Togas&Becas: Por sua atuação destemida, correta e arrojada, e por conhecê-lo muito bem, uma vez o desembargador federal Alberto Tavares Vieira da Silva, do TRF1 previu que o senhor um dia seria desembargador. Ele acertou na mosca…
Rommel Araújo: O doutor José Alberto Tavares Vieira da Silva foi meu primeiro presidente no Tribunal Regional Federal da 1ª Região, em Brasília. Quando eu advogava tinha que dividir a profissão com os estudos para concretizar o meu sonho de ser juiz, e diante do trabalho diuturna optei em largar a advocacia e me preparar para concursos e cheguei ao TRF1; na realidade eu nunca ocupei nenhum cargo em comissão ao longo da minha vida de sorte a dever favor a quem quer que seja eu sempre conquistei pela via augusta do concurso público, e cheguei ao TRF1 como técnico judiciário; aí eu achava que o doutor Alberto Tavares, que já me conhecia, era amigo de adolescência do meu pai sempre foram grandes amigos, que me daria de cara uma assessoria jurídica, mas ele me deu posse e fui trabalhar na Divisão de Análise e de Classificação, onde recebíamos todos os processos da Seção Judiciária do Distrito Federal, e eu tinha que ler todos os processos e distribuir, sem ganhar nenhum cargo em comissão.

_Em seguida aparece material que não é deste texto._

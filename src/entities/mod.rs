pub mod permission;
pub mod role;
pub mod role_permission;
pub mod subject_permission;
pub mod subject_role;

pub use permission::Entity as Permission;
pub use role::Entity as Role;
pub use role_permission::Entity as RolePermission;
pub use subject_permission::Entity as SubjectPermission;
pub use subject_role::Entity as SubjectRole;
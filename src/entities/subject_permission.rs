use sea_orm::entity::prelude::*;

#[derive(Clone, Debug, PartialEq, Eq, DeriveEntityModel)]
#[sea_orm(table_name = "subject_permissions")]
pub struct Model {
    #[sea_orm(primary_key)]
    pub id: i32,
    pub subject: String,
    pub permission_id: String,
    pub effect: String, // "allow" | "deny"
    pub valid_from: Option<i64>,
    pub valid_until: Option<i64>,
    pub is_active: i32,
}

#[derive(Copy, Clone, Debug, EnumIter, DeriveRelation)]
pub enum Relation {}

impl ActiveModelBehavior for ActiveModel {}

Dois meses depois ele passou na Seção, me cumprimentou e mandou subir dizendo que queria falar comigo; subi até à sala dele, ele em uma mesa grande, começou a rir e falou: está pensando que estou lhe prejudicando né? Eu de pronto respondi: não senhor, nada disso… Ele me interrompeu: “Ah, deixa o ‘presidente’ da porta pra fora… Está pesando isso né?” Eu respondi que sim, que eu poderia ser mais bem aproveitado, no que ele disse: “Eu sei eu que se eu lhe desse cargo em comissão você ficaria aqui o resto da vida toda; você não disse que quer ser juiz? Então fique onde está porque aí você está estudando o tempo todo, as maiores ações de competência original também vão passar por onde você está; leia e estude, aproveite, e se tivee tiver dúvida bata aqui que eu vou lhe ajudar. Eu soube aproveitar aquela escola. É por todas aquelas vidas iluminadas que passam pelos caminhos da gente, sem ser parentes, que muitas vezes nos ajudam, que a gente tem que ser grato; e o doutor Alberto Tavares é a uma pessoa que procurou investir em mim através do meu trabalho me dando oportunidade de ter conhecimento. Por isso eu sou eternamente grato a ele.

Togas&Becas: A partir da próxima segunda-feira o senhor já vai estar em seu gabinete no Tribunal de Justiça. Como vão ser pautadas suas ações daqui por diante?
Rommel Araújo: Renovo aqui o compromisso que eu assumi em 1991 e que na sexta-feira prestei para o Pleno do meu Tribunal: quero continuar cumprindo a Constituição Federal, a Constituição Estadual e as leis do meu país; o meu objetivo é e sempre será de contribuir para a aplicação da justiça buscando a paz social.